Книга была Гофманом, иллюстратором - Свешников.

Намного позже я узнал, что Борис Свешников почти 10 лет сидел при Сталине. Уже в Америке мне довелось увидеть его лагерные рисунки и прочесть, что о них написал Синявский:

- Существа, живущие на рисунках, снятся сами себе.

Тут сюжеты были другими - зона, конвой, зэки, один уже повесился. Но манера та же: "фантазии в стиле Калло". Мелкие фигурки, замысловатый рисунок, анахронизм, гротеск, вид сверху, точнее - ниоткуда. И вместо щедрой тьмы ночи слепящая белизна снега. Опять Синявский:

- Его рисунки положены на партитуру истории, графика ведь все равняет - белым полем.

Такими, наверное, и должны быть сны наяву - дневные кошмары. Поразительно другое: волшебство осталось. Насытив лагерный пейзаж чужой, не пережитой им историей, художник вывел свой опыт из зоны страдания, снабдив жизнь сюрреальной изнанкой.

В темном процессе изготовления шедевра обратная сторона служит проявителем сна, закрепителем фантазии и смягчителем реальности. Рабски следуя покрою, изнанка радикально отличается материалом: снаружи - дерюга, внутри - волшебный шелк. Не замахиваясь на внешний облик, она прячет нас от него - будучи ближе к телу.

Искусство проверяет себя в кризисе. Особенно в лагере, где оно конспиративно золотится на подкладке ватника. Написавший свои лучшие книги в письмах на волю, Синявский выше всего ценил спасительную потенцию вымысла. Этого писателя зэки уважали за артистичность натуры. Чтобы он не делил со всеми общую скамью на киносеансах в лагерном клубе, они сколотили для Синявского персональную табуретку.

- Ты - царь, - сказал поэт, - сиди один.

Возможно, другим евреям это покажется странным, но именно немецкую книгу я прикладываю к больному месту, как подорожник к ранке. Германские авторы чаще других учили меня тому, как примириться с жизнью.

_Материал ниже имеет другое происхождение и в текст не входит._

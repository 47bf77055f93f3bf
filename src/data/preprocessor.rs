// ============================================================
// Layer 4 — Windowed Preprocessor
// ============================================================
// Tokenizes every (query, document) pair into one or more
// fixed-length windows the model can read:
//
//   [CLS] query tokens [SEP] document slice [SEP] [PAD] [PAD] ...
//   └──────────────── max_seq_length tokens ────────────────┘
//
// When the document does not fit, the Chunker splits its
// tokens into overlapping slices and each slice becomes its own
// window with a full copy of the query. Consecutive slices
// share exactly `stride` tokens; a long query can shrink the
// slice to `stride` tokens or fewer, and splitting such a
// document is an InvalidInput error rather than a crawl.
//
// For every token position a window records:
//   - the token id and attention mask (1 = real, 0 = padding)
//   - its Segment: Query, Document, or Special (CLS/SEP/PAD)
//   - for Document tokens only, the character span in the
//     source document, so predicted token indices can be turned
//     back into document text
//
// Each window also remembers which query group and which
// flattened document it came from.
//
// Reference: Devlin et al. (2019) BERT paper - input representation
//            Rust Book §8 (Vectors)

use std::collections::HashMap;

use crate::data::chunker::Chunker;
use crate::data::flattener::Flattened;
use crate::domain::error::ReaderError;
use crate::domain::traits::{TokenEncoder, TokenizedText};

/// [CLS] + [SEP] after the query + [SEP] after the document
pub const SPECIAL_TOKENS_PER_WINDOW: usize = 3;

/// Shortest window that still fits one query and one document token
pub const MIN_SEQ_LENGTH: usize = SPECIAL_TOKENS_PER_WINDOW + 2;

/// Which part of the pair a token belongs to
#[derive(Debug, Clone, Copy, PartialEq, Eq, Hash)]
pub enum Segment {
    Query,
    Document,
    /// Special and padding tokens
    Special,
}

impl Segment {
    /// Integer sentinel: query = 0, document = 1, other = -1
    pub fn as_id(self) -> i8 {
        match self {
            Segment::Query    => 0,
            Segment::Document => 1,
            Segment::Special  => -1,
        }
    }
}

/// One fixed-length tokenized slice of a (query, document) pair
#[derive(Debug, Clone, PartialEq)]
pub struct Window {
    pub input_ids:      Vec<u32>,
    pub attention_mask: Vec<u32>,
    pub segments:       Vec<Segment>,
    /// Character span per token; Some only for document tokens
    pub offsets:        Vec<Option<(usize, usize)>>,
    /// Index of the originating query group
    pub query_id:       usize,
    /// Index into the flattened document list
    pub document_id:    usize,
}

impl Window {
    pub fn len(&self) -> usize {
        self.input_ids.len()
    }

    pub fn is_empty(&self) -> bool {
        self.input_ids.is_empty()
    }

    /// Character span of token `index`, None for non-document tokens
    pub fn token_to_chars(&self, index: usize) -> Option<(usize, usize)> {
        self.offsets.get(index).copied().flatten()
    }

    /// Segment ids as integer sentinels (see `Segment::as_id`)
    pub fn segment_ids(&self) -> Vec<i8> {
        self.segments.iter().map(|s| s.as_id()).collect()
    }

    /// Character range covered by this window's document tokens
    pub fn document_char_range(&self) -> Option<(usize, usize)> {
        let mut spans = self.offsets.iter().flatten();
        let first     = spans.next()?;
        let last      = spans.last().unwrap_or(first);
        Some((first.0, last.1))
    }
}

/// Builds windows for flattened (query, document) pairs
pub struct WindowedPreprocessor {
    max_seq_length: usize,
    stride:         usize,
}

impl WindowedPreprocessor {
    pub fn new(max_seq_length: usize, stride: usize) -> Self {
        Self { max_seq_length, stride }
    }

    /// Tokenize every pair into windows.
    ///
    /// Returns at least one window per pair; exactly one when no
    /// document needed splitting. Windows keep pair order.
    pub fn preprocess(
        &self,
        encoder: &dyn TokenEncoder,
        pairs:   &Flattened<'_>,
    ) -> Result<Vec<Window>, ReaderError> {
        if self.max_seq_length < MIN_SEQ_LENGTH {
            return Err(ReaderError::InvalidConfig(format!(
                "max_seq_length must be at least {MIN_SEQ_LENGTH}, got {}",
                self.max_seq_length
            )));
        }

        // The same query text repeats for every one of its documents
        let mut query_cache: HashMap<usize, TokenizedText> = HashMap::new();
        let mut windows = Vec::with_capacity(pairs.len());

        for (document_id, ((query, document), &query_id)) in pairs
            .queries
            .iter()
            .zip(&pairs.documents)
            .zip(&pairs.query_ids)
            .enumerate()
        {
            let content = document.content.as_deref().ok_or_else(|| {
                ReaderError::InvalidInput(format!(
                    "document '{}' has no text content",
                    document.id
                ))
            })?;

            if !query_cache.contains_key(&query_id) {
                let encoded = encoder.encode(query).map_err(ReaderError::Model)?;
                query_cache.insert(query_id, encoded);
            }
            let query_tokens = &query_cache[&query_id];
            let doc_tokens   = encoder.encode(content).map_err(ReaderError::Model)?;

            let before = windows.len();
            self.windows_for_pair(encoder, query_tokens, &doc_tokens, query_id, document_id, &mut windows)?;
            tracing::debug!(
                "Document {} ({} tokens) → {} window(s)",
                document_id,
                doc_tokens.len(),
                windows.len() - before
            );
        }

        Ok(windows)
    }

    fn windows_for_pair(
        &self,
        encoder:      &dyn TokenEncoder,
        query:        &TokenizedText,
        document:     &TokenizedText,
        query_id:     usize,
        document_id:  usize,
        out:          &mut Vec<Window>,
    ) -> Result<(), ReaderError> {
        let special = encoder.special_tokens();

        // Leave room for at least one document token
        let max_query = self.max_seq_length - SPECIAL_TOKENS_PER_WINDOW - 1;
        let query_ids = if query.len() > max_query {
            tracing::warn!(
                "Query has {} tokens, truncating to {} to fit max_seq_length={}",
                query.len(),
                max_query,
                self.max_seq_length
            );
            &query.ids[..max_query]
        } else {
            &query.ids[..]
        };

        let capacity = self.max_seq_length - SPECIAL_TOKENS_PER_WINDOW - query_ids.len();

        // Splitting must move forward by capacity - stride tokens
        if document.len() > capacity && self.stride >= capacity {
            return Err(ReaderError::InvalidInput(format!(
                "stride ({}) must be smaller than the {} document tokens that fit next to a \
                 {}-token query (max_seq_length={})",
                self.stride,
                capacity,
                query_ids.len(),
                self.max_seq_length
            )));
        }
        let chunker = Chunker::new(capacity, self.stride);

        for range in chunker.ranges(document.len()) {
            let mut input_ids = Vec::with_capacity(self.max_seq_length);
            let mut segments  = Vec::with_capacity(self.max_seq_length);
            let mut offsets   = Vec::with_capacity(self.max_seq_length);

            input_ids.push(special.cls);
            segments.push(Segment::Special);
            offsets.push(None);

            for &id in query_ids {
                input_ids.push(id);
                segments.push(Segment::Query);
                offsets.push(None);
            }

            input_ids.push(special.sep);
            segments.push(Segment::Special);
            offsets.push(None);

            for t in range {
                input_ids.push(document.ids[t]);
                segments.push(Segment::Document);
                offsets.push(document.offsets.get(t).copied());
            }

            input_ids.push(special.sep);
            segments.push(Segment::Special);
            offsets.push(None);

            // Pad up to the fixed window length
            let real_tokens    = input_ids.len();
            let mut attention_mask = vec![1u32; real_tokens];
            input_ids.resize(self.max_seq_length, special.pad);
            attention_mask.resize(self.max_seq_length, 0);
            segments.resize(self.max_seq_length, Segment::Special);
            offsets.resize(self.max_seq_length, None);

            out.push(Window {
                input_ids,
                attention_mask,
                segments,
                offsets,
                query_id,
                document_id,
            });
        }
        Ok(())
    }
}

Дело в том, что отвращение к окружающему, как и вера в его монопольную власть над душой, - бесплодные эмоции. Но достаточно намека на спрятанную под штукатуркой параллельную вселенную, чтобы судьба стала терпимой, а книга - убежищем. По-моему, это и имела в виду самая богатая - немецкая - ветвь романтизма, чьими плодами я пользуюсь добрых полвека, если считать с братьев Гримм.